Nowadays ELISA is considered to be the troy horse for the routine clinical practice. This widely applied technique offers specific detection of a wide variety of target analytes in different kinds of samples. Since the invention of the technique four decades ago, ELISA has rapidly found various applications in food quality, environmental, biotechnological, and chemical disciplines among others. In spite of its many advantages, ELISA has certain limitations such as tedious/laborious assay procedure, and insufficient level of sensitivity in bio-recognition of challenging biomolecular entities such as microRNAs. A great number of research works has shown valuable attempts in addressing such shortages of ELISA through modification strategies. This chapter is dedicated to reviewing some of the main promising alternatives to the traditional ELISA. Paper- and fiber-based ELISAs, have shown great potentials for point-of-care (POC) applications due to their cost-effectiveness.
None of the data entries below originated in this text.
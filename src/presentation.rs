//! Console rendering of decoded reports
//!
//! Each frame redraws the terminal with a hex dump of the raw bytes followed by
//! the decoded controls:
//!
//! ```text
//! Raw data: 00 14 01 10 80 40 00 00 00 00 00 00 00 00 20
//! ------------------------------------------------------------
//! Crosskey: Up
//! Buttons pressed: A
//! Left Stick: X:    0.0% | Y:    0.0%
//! Right Stick: X:    0.0% | Y:    0.0%
//! L2 Trigger:  50.2%
//! R2 Trigger:  25.1%
//! Special Buttons: Turbo
//! ```

use std::fmt::Write as _;
use std::io::{self, Write};

use tracing::warn;

use crate::config::DisplaySettings;
use crate::poller::{ReportFrame, ReportSink, StopReason};
use crate::report::{ControllerState, DecodeError};

const CLEAR_SCREEN: &str = "\x1b[2J\x1b[H";

/// Space-separated lowercase hex bytes.
pub fn hex_dump(raw: &[u8]) -> String {
    raw.iter()
        .map(|byte| format!("{:02x}", byte))
        .collect::<Vec<_>>()
        .join(" ")
}

/// Text block for one decoded report, without the screen-clear prefix.
pub fn render_state(raw: Option<&[u8]>, state: &ControllerState) -> String {
    let mut out = String::new();

    if let Some(raw) = raw {
        let _ = writeln!(out, "Raw data: {}", hex_dump(raw));
    }
    let _ = writeln!(out, "{}", "-".repeat(60));

    let crosskey = state.dpad.labels();
    if !crosskey.is_empty() {
        let _ = writeln!(out, "Crosskey: {}", crosskey.join("-"));
    }

    let buttons = state.buttons.labels();
    let _ = writeln!(
        out,
        "Buttons pressed: {}",
        if buttons.is_empty() {
            "None".to_string()
        } else {
            buttons.join(", ")
        }
    );

    let _ = writeln!(
        out,
        "Left Stick: X: {:6.1}% | Y: {:6.1}%",
        state.left_stick.x, state.left_stick.y
    );
    let _ = writeln!(
        out,
        "Right Stick: X: {:6.1}% | Y: {:6.1}%",
        state.right_stick.x, state.right_stick.y
    );
    // "%" counts toward the six-column trigger field
    let _ = writeln!(out, "L2 Trigger: {:5.1}%", state.left_trigger);
    let _ = writeln!(out, "R2 Trigger: {:5.1}%", state.right_trigger);

    let special = state.special.labels();
    if !special.is_empty() {
        let _ = writeln!(out, "Special Buttons: {}", special.join(", "));
    }

    out
}

/// [`ReportSink`] printing to stdout.
#[derive(Debug, Clone, Default)]
pub struct ConsoleSink {
    settings: DisplaySettings,
}

impl ConsoleSink {
    pub fn new(settings: DisplaySettings) -> Self {
        Self { settings }
    }

    fn print(&self, text: &str) {
        let mut stdout = io::stdout().lock();
        if let Err(e) = stdout.write_all(text.as_bytes()).and_then(|_| stdout.flush()) {
            warn!("Failed to write to console: {}", e);
        }
    }
}

impl ReportSink for ConsoleSink {
    fn on_report(&mut self, frame: &ReportFrame<'_>) {
        let mut text = String::new();
        if self.settings.clear_screen {
            text.push_str(CLEAR_SCREEN);
        }
        let raw = self.settings.show_raw.then_some(frame.raw);
        text.push_str(&render_state(raw, &frame.state));
        let _ = writeln!(
            text,
            "Received at {}",
            frame.received_at.format("%H:%M:%S.%3f")
        );
        self.print(&text);
    }

    fn on_decode_error(&mut self, raw: &[u8], error: &DecodeError) {
        self.print(&format!(
            "Error processing data: {} (raw: {})\n",
            error,
            hex_dump(raw)
        ));
    }

    fn on_fatal(&mut self, message: &str) {
        self.print(&format!("USB Error: {}\n", message));
    }

    fn on_stop(&mut self, reason: &StopReason) {
        if *reason == StopReason::Cancelled {
            self.print("\nStopping...\n");
        }
    }
}

#[cfg(test)]
mod tests {
    use super::*;
    use crate::report::decode;

    #[test]
    fn hex_dump_is_lowercase_pairs() {
        assert_eq!(hex_dump(&[0x00, 0xAB, 0x7f]), "00 ab 7f");
        assert_eq!(hex_dump(&[]), "");
    }

    #[test]
    fn renders_pressed_controls() {
        let raw = [
            0x00, 0x14, 0x09, 0x10, 0x80, 0x40, 0x00, 0x00, 0x00, 0x00, 0x00, 0x00, 0x00, 0x00,
            0x20,
        ];
        let state = decode(&raw).expect("valid report");
        let text = render_state(Some(&raw), &state);

        assert!(text.starts_with("Raw data: 00 14 09 10 80 40"));
        assert!(text.contains("Crosskey: Up-Right\n"));
        assert!(text.contains("Buttons pressed: A\n"));
        assert!(text.contains("Left Stick: X:    0.0% | Y:    0.0%\n"));
        assert!(text.contains("L2 Trigger:  50.2%\n"));
        assert!(text.contains("R2 Trigger:  25.1%\n"));
        assert!(text.contains("Special Buttons: Turbo\n"));
    }

    #[test]
    fn trigger_field_is_six_columns_wide() {
        let mut state = ControllerState::default();
        state.left_trigger = 100.0;
        state.right_trigger = 0.0;
        let text = render_state(None, &state);
        assert!(text.contains("L2 Trigger: 100.0%\n"));
        assert!(text.contains("R2 Trigger:   0.0%\n"));
    }

    #[test]
    fn start_and_a_are_listed_in_order() {
        let mut raw = [0u8; 15];
        raw[2] = 0x11;
        raw[3] = 0x10;
        let state = decode(&raw).expect("valid report");
        assert!(render_state(None, &state).contains("Buttons pressed: Start, A\n"));
    }

    #[test]
    fn neutral_state_omits_optional_lines() {
        let text = render_state(None, &ControllerState::default());
        assert!(!text.contains("Raw data"));
        assert!(!text.contains("Crosskey"));
        assert!(!text.contains("Special Buttons"));
        assert!(text.contains("Buttons pressed: None\n"));
    }
}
Miniaturization of ELISA within micro-devices has increased the number and type of samples that can be analyzed, while much lower sample volume is required. Multiplexing was obtained as a result of micro and nano fabrication strategies and the integration of the assay within lab-on-chip (LOC) and lab-on-compact-disk (LOCD) devices. Taking advantage from a significantly vast surface area of the spheres, ultra-sensitive diagnosis was achieved by using micro-/nano-particles with different optical proprieties, sizes, synthetic variables and compositions. ELISA on the spot made possible to measure the biomolecules in vitro. Plasmonic ELISA offered detection strategies even with the aim of the naked eyes. Finally, the digital era has opened new windows of opportunity for ELISA, as the results of immunoassays can be recorded in remote/rural areas and subsequently analyzed by digital technologies or in centralized laboratories via mass data transfer.